Previous investigations of SQs in SMPs have been inconsistent in their reasons for assigning SQs to complex I, rather than to complexes II and III. Early studies (which produced the most convincing SQ signal relative to the Fe-S spectrum of complex I) did not inhibit complex II or III to ablate their SQs [8, 47] so it is likely that the SQ signals they observed were dominated by enzymes downstream of complex I, particularly complex III. Subsequent studies, including those that relied on NADH:Q1 reduction, sought to address this issue [10, 11]. A confident evaluation of the origins of the SQs observed by these studies is difficult because complete EPR spectra were not reported; comparisons of relative intensities were precluded, and the effects of the NADH:Q1 system on the Fe-S cluster EPR spectrum left unclear. These studies reported that treatment with carboxin, antimycin A and myxothiazol (a complex III Qo site inhibitor) caused a decrease in total SQ concentration of ~ 50% [10], similar to that observed in our AOX-SMP studies. In contrast, they also determined that (even then) complex I SQs were accumulated to ~ 100% occupancy, with a substantial proportion attributed to ‘SQNx’, an ill-defined additional putative complex I SQ. The surprisingly high occupancy may be attributed to SQ formation at the flavin by the hydrophilic ubiquinone analogue [18]. The remaining SQ signals were reported to be sensitive to canonical complex I inhibitors such as rotenone and piericidin A during NADH:O2 turnover. However, complex I inhibitors prevent reduction of the Q-pool, so cannot definitively localise any SQ to complex I. Finally, attempts to identify complex I SQ species in proteoliposomes, a spectroscopically cleaner system, failed to observe more than a minute fraction of the SQs attributed to complex I in SMPs, despite their reasonable catalytic activity and membrane coupling [12, 20]. This behaviour is consistent with our proposal that the majority of SQ species observed in SMPs do not, in fact, arise from complex I.


Despite substantial effort, there is currently no consensus on the origins of SQs within the mitochondrial membrane. The inconsistency of the EPR data presented over the past 40 years [13] is not least the result of the complicated nature of SMPs, which has precluded unambiguous assignments of observed SQ signals to individual components within the mitochondrial membrane.
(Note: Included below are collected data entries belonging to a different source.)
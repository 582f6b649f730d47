use std::collections::HashMap;

use tokio::sync::RwLock;

use devis_core::domain::labor::{Labor, LaborId};
use devis_core::domain::material::{Material, MaterialId};
use devis_core::domain::quote::{Quote, QuoteId};
use devis_core::domain::template::{Template, TemplateId};

use super::{
    LaborRepository, MaterialRepository, QuoteRepository, RepositoryError, TemplateRepository,
};

#[derive(Default)]
pub struct InMemoryMaterialRepository {
    materials: RwLock<HashMap<String, Material>>,
}

#[async_trait::async_trait]
impl MaterialRepository for InMemoryMaterialRepository {
    async fn list(&self) -> Result<Vec<Material>, RepositoryError> {
        let materials = self.materials.read().await;
        let mut all: Vec<Material> = materials.values().cloned().collect();
        all.sort_by(|a, b| a.name.cmp(&b.name));
        Ok(all)
    }

    async fn find_by_id(&self, id: &MaterialId) -> Result<Option<Material>, RepositoryError> {
        let materials = self.materials.read().await;
        Ok(materials.get(&id.0).cloned())
    }

    async fn save(&self, material: Material) -> Result<(), RepositoryError> {
        let mut materials = self.materials.write().await;
        materials.insert(material.id.0.clone(), material);
        Ok(())
    }

    async fn delete(&self, id: &MaterialId) -> Result<bool, RepositoryError> {
        let mut materials = self.materials.write().await;
        Ok(materials.remove(&id.0).is_some())
    }
}

#[derive(Default)]
pub struct InMemoryLaborRepository {
    entries: RwLock<HashMap<String, Labor>>,
}

#[async_trait::async_trait]
impl LaborRepository for InMemoryLaborRepository {
    async fn list(&self) -> Result<Vec<Labor>, RepositoryError> {
        let entries = self.entries.read().await;
        let mut all: Vec<Labor> = entries.values().cloned().collect();
        all.sort_by(|a, b| a.name.cmp(&b.name));
        Ok(all)
    }

    async fn find_by_id(&self, id: &LaborId) -> Result<Option<Labor>, RepositoryError> {
        let entries = self.entries.read().await;
        Ok(entries.get(&id.0).cloned())
    }

    async fn save(&self, labor: Labor) -> Result<(), RepositoryError> {
        let mut entries = self.entries.write().await;
        entries.insert(labor.id.0.clone(), labor);
        Ok(())
    }

    async fn delete(&self, id: &LaborId) -> Result<bool, RepositoryError> {
        let mut entries = self.entries.write().await;
        Ok(entries.remove(&id.0).is_some())
    }
}

#[derive(Default)]
pub struct InMemoryTemplateRepository {
    templates: RwLock<HashMap<String, Template>>,
}

#[async_trait::async_trait]
impl TemplateRepository for InMemoryTemplateRepository {
    async fn list(&self) -> Result<Vec<Template>, RepositoryError> {
        let templates = self.templates.read().await;
        let mut all: Vec<Template> = templates.values().cloned().collect();
        all.sort_by(|a, b| {
            b.is_system_template.cmp(&a.is_system_template).then_with(|| a.name.cmp(&b.name))
        });
        Ok(all)
    }

    async fn find_by_id(&self, id: &TemplateId) -> Result<Option<Template>, RepositoryError> {
        let templates = self.templates.read().await;
        Ok(templates.get(&id.0).cloned())
    }

    async fn save(&self, template: Template) -> Result<(), RepositoryError> {
        let mut templates = self.templates.write().await;
        templates.insert(template.id.0.clone(), template);
        Ok(())
    }

    async fn delete(&self, id: &TemplateId) -> Result<bool, RepositoryError> {
        let mut templates = self.templates.write().await;
        Ok(templates.remove(&id.0).is_some())
    }
}

#[derive(Default)]
pub struct InMemoryQuoteRepository {
    quotes: RwLock<HashMap<String, Quote>>,
}

#[async_trait::async_trait]
impl QuoteRepository for InMemoryQuoteRepository {
    async fn list(&self) -> Result<Vec<Quote>, RepositoryError> {
        let quotes = self.quotes.read().await;
        let mut all: Vec<Quote> = quotes.values().cloned().collect();
        all.sort_by(|a, b| {
            b.created_at.cmp(&a.created_at).then_with(|| b.quote_number.cmp(&a.quote_number))
        });
        Ok(all)
    }

    async fn find_by_id(&self, id: &QuoteId) -> Result<Option<Quote>, RepositoryError> {
        let quotes = self.quotes.read().await;
        Ok(quotes.get(&id.0).cloned())
    }

    async fn save(&self, quote: Quote) -> Result<(), RepositoryError> {
        let mut quotes = self.quotes.write().await;
        quotes.insert(quote.id.0.clone(), quote);
        Ok(())
    }

    async fn delete(&self, id: &QuoteId) -> Result<bool, RepositoryError> {
        let mut quotes = self.quotes.write().await;
        Ok(quotes.remove(&id.0).is_some())
    }

    async fn list_quote_numbers(&self) -> Result<Vec<String>, RepositoryError> {
        let quotes = self.quotes.read().await;
        Ok(quotes.values().map(|quote| quote.quote_number.clone()).collect())
    }
}

#[cfg(test)]
mod tests {
    use rust_decimal_macros::dec;

    use devis_core::domain::labor::{Labor, LaborId};
    use devis_core::domain::material::{Material, MaterialId};
    use devis_core::lifecycle::{self, QuoteDraft};

    use crate::repositories::{
        InMemoryLaborRepository, InMemoryMaterialRepository, InMemoryQuoteRepository,
        LaborRepository, MaterialRepository, QuoteRepository,
    };

    #[tokio::test]
    async fn in_memory_material_repo_round_trip() {
        let repo = InMemoryMaterialRepository::default();
        let material = Material {
            id: MaterialId("m-1".to_string()),
            name: "Carrelage 60x60".to_string(),
            category: "Carrelage".to_string(),
            unit: "m²".to_string(),
            cost_price: dec!(18.50),
            sell_price: dec!(32.00),
            supplier: None,
            reference: None,
        };

        repo.save(material.clone()).await.expect("save");
        let found = repo.find_by_id(&material.id).await.expect("find");

        assert_eq!(found, Some(material.clone()));
        assert!(repo.delete(&material.id).await.expect("delete"));
        assert!(!repo.delete(&material.id).await.expect("second delete"));
    }

    #[tokio::test]
    async fn in_memory_labor_repo_round_trip() {
        let repo = InMemoryLaborRepository::default();
        let labor = Labor {
            id: LaborId("l-1".to_string()),
            name: "Pose carrelage".to_string(),
            trade: "Carreleur".to_string(),
            unit: "m²".to_string(),
            price_lux: dec!(45.00),
            price_pt: dec!(25.00),
        };

        repo.save(labor.clone()).await.expect("save");
        let found = repo.find_by_id(&labor.id).await.expect("find");

        assert_eq!(found, Some(labor));
    }

    #[tokio::test]
    async fn in_memory_quote_repo_lists_numbers() {
        let repo = InMemoryQuoteRepository::default();
        for number in ["Q-2026-001", "Q-2026-002"] {
            let draft = QuoteDraft {
                client_name: "M. Dupont".to_string(),
                ..QuoteDraft::default()
            };
            let quote =
                lifecycle::create(draft, number.to_string(), &lifecycle::QuoteDefaults::default())
                    .expect("valid draft");
            repo.save(quote).await.expect("save");
        }

        let mut numbers = repo.list_quote_numbers().await.expect("numbers");
        numbers.sort();
        assert_eq!(numbers, vec!["Q-2026-001", "Q-2026-002"]);
    }
}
Here, we combined a chimeric respiratory chain with advanced pulse EPR spectroscopic techniques to unambiguously assign the major SQ species generated during NADH oxidation in SMPs to respiratory complex III, with an additional minor SQ species resulting from complex II. We conclude that in earlier studies these complex II and III SQs were sometimes mistakenly assigned to complex I, in the absence of the opportunity to conduct, at the time, controlled inhibition studies, pulse EPR measurements, or focused investigations with the native substrate. Although we observed a piericidin A-sensitive SQ signal, which is amplified in the presence of O2 and in AOX-SMPs relative to SMPs, and which increases with prolonged turnover, we cannot definitively assign this g ~ 2 signal to complex I. The future of this work now lies in isolating any complex I SQ from other g ~ 2 signals, to infer mechanistic information on the role of ubiquinone in the complex I energy coupling reaction from its local magnetic environment. This will necessitate conclusive assignment of the SQ signal in antimycin A- and carboxin-inhibited AOX-SMPs to complex I by using a spectroscopically clean system, such as complex I-AOX containing proteoliposomes.
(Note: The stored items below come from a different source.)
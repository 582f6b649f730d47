use devis_core::config::{AppConfig, LoadOptions};
use devis_db::connect_with_settings;
use serde::Serialize;

#[derive(Clone, Copy, Debug, PartialEq, Eq, Serialize)]
#[serde(rename_all = "snake_case")]
enum CheckStatus {
    Pass,
    Fail,
    Skipped,
}

#[derive(Debug, Serialize)]
struct DoctorCheck {
    name: &'static str,
    status: CheckStatus,
    details: String,
}

#[derive(Debug, Serialize)]
struct DoctorReport {
    overall_status: CheckStatus,
    summary: String,
    checks: Vec<DoctorCheck>,
}

pub fn run(json_output: bool) -> String {
    let report = build_report();

    if json_output {
        return serde_json::to_string_pretty(&report).unwrap_or_else(|error| {
            format!(
                "{{\"overall_status\":\"fail\",\"summary\":\"doctor serialization failed\",\"error\":\"{}\"}}",
                error.to_string().replace('"', "\\\"")
            )
        });
    }

    render_human(&report)
}

fn build_report() -> DoctorReport {
    let mut checks = Vec::new();

    match AppConfig::load(LoadOptions::default()) {
        Ok(config) => {
            checks.push(DoctorCheck {
                name: "config_validation",
                status: CheckStatus::Pass,
                details: "configuration loaded and validated".to_string(),
            });
            checks.push(check_quote_templates(&config));
            checks.push(check_database_connectivity(&config));
        }
        Err(error) => {
            checks.push(DoctorCheck {
                name: "config_validation",
                status: CheckStatus::Fail,
                details: error.to_string(),
            });
            checks.push(DoctorCheck {
                name: "quote_templates",
                status: CheckStatus::Skipped,
                details: "skipped because configuration did not load".to_string(),
            });
            checks.push(DoctorCheck {
                name: "database_connectivity",
                status: CheckStatus::Skipped,
                details: "skipped because configuration did not load".to_string(),
            });
        }
    }

    let all_pass = checks.iter().all(|check| check.status == CheckStatus::Pass);
    let overall_status = if all_pass { CheckStatus::Pass } else { CheckStatus::Fail };
    let summary = if all_pass {
        "doctor: all readiness checks passed".to_string()
    } else {
        "doctor: one or more readiness checks failed".to_string()
    };

    DoctorReport { overall_status, summary, checks }
}

fn check_quote_templates(config: &AppConfig) -> DoctorCheck {
    let template = std::path::Path::new(&config.pdf.templates_dir).join("devis.html.tera");
    if template.is_file() {
        DoctorCheck {
            name: "quote_templates",
            status: CheckStatus::Pass,
            details: format!("quote template found at {}", template.display()),
        }
    } else {
        // The server falls back to the compiled-in template, so this is
        // informational rather than fatal.
        DoctorCheck {
            name: "quote_templates",
            status: CheckStatus::Pass,
            details: format!(
                "no template at {}, server will use the embedded template",
                template.display()
            ),
        }
    }
}

fn check_database_connectivity(config: &AppConfig) -> DoctorCheck {
    let runtime = match tokio::runtime::Builder::new_current_thread().enable_all().build() {
        Ok(runtime) => runtime,
        Err(error) => {
            return DoctorCheck {
                name: "database_connectivity",
                status: CheckStatus::Fail,
                details: format!("failed to initialize async runtime: {error}"),
            };
        }
    };

    let result = runtime.block_on(async {
        let pool = connect_with_settings(
            &config.database.url,
            config.database.max_connections,
            config.database.timeout_secs,
        )
        .await
        .map_err(|error| format!("failed to connect to database: {error}"))?;

        pool.close().await;
        Ok::<(), String>(())
    });

    match result {
        Ok(()) => DoctorCheck {
            name: "database_connectivity",
            status: CheckStatus::Pass,
            details: "database reachable".to_string(),
        },
        Err(details) => {
            DoctorCheck { name: "database_connectivity", status: CheckStatus::Fail, details }
        }
    }
}

fn render_human(report: &DoctorReport) -> String {
    let mut lines = vec![report.summary.clone()];
    for check in &report.checks {
        let marker = match check.status {
            CheckStatus::Pass => "ok  ",
            CheckStatus::Fail => "FAIL",
            CheckStatus::Skipped => "skip",
        };
        lines.push(format!("  [{marker}] {:<24} {}", check.name, check.details));
    }
    lines.join("\n")
}

#[cfg(test)]
mod tests {
    use super::{render_human, CheckStatus, DoctorCheck, DoctorReport};

    fn report() -> DoctorReport {
        DoctorReport {
            overall_status: CheckStatus::Fail,
            summary: "doctor: one or more readiness checks failed".to_string(),
            checks: vec![
                DoctorCheck {
                    name: "config_validation",
                    status: CheckStatus::Pass,
                    details: "configuration loaded and validated".to_string(),
                },
                DoctorCheck {
                    name: "database_connectivity",
                    status: CheckStatus::Fail,
                    details: "failed to connect to database: timed out".to_string(),
                },
            ],
        }
    }

    #[test]
    fn human_rendering_lists_every_check() {
        let output = render_human(&report());
        assert!(output.contains("config_validation"));
        assert!(output.contains("[FAIL] database_connectivity"));
        assert!(output.starts_with("doctor:"));
    }

    #[test]
    fn json_rendering_is_machine_readable() {
        let output = serde_json::to_string_pretty(&report()).unwrap();
        let parsed: serde_json::Value = serde_json::from_str(&output).unwrap();
        assert_eq!(parsed["overall_status"], "fail");
        assert_eq!(parsed["checks"][0]["status"], "pass");
    }
}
Preparation of AOX-SMPs and EPR samples

SMPs were prepared using a protocol adapted from [28]. Twenty millilitres of mitochondria (~ 50 mg/mL) were defrosted at 4 °C and divided equally into four 50-mL centrifuge tubes. The volume of each sample was made up to 45 mL with SMP buffer (250 mM sucrose, 10 mM Tris-SO4 (pH 7.0)), and the mitochondria were centrifuged at 16,000×g (16 min, 4 °C). The resulting pellets were combined and homogenised in 40 mL of SMP buffer. The pH of the homogenised mitochondria suspension was adjusted to pH 9.0 with 2.5 M Tris at 4 °C and allowed to stand for 10 min, diluted to 180 mL with SMP buffer, and centrifuged at 48,000×g (20 min, 4 °C). The mitochondria were then washed twice more in SMP buffer and collected by centrifugation at 16,000×g (16 min, 4 °C). In total, 15 mM MgSO4 was added and each 45-mL sample was sonicated at 130 W for a total of 2.5 min (15 s on, 60 s off). The sonicated mixture was centrifuged at 36,000×g (20 min, 4 °C) then the supernatant was centrifuged at 120,000×g for 30 min to collect the SMPs. The final pellets were suspended and homogenised in approximately 2 mL of SMP buffer, and 100 μL aliquots at 20–30 mg/mL were frozen at − 20 °C. Protein concentrations were determined using the test-tube variation of the Pierce bicinchoninic acid (BCA) protein assay kit (Thermo Fisher Scientific, UK).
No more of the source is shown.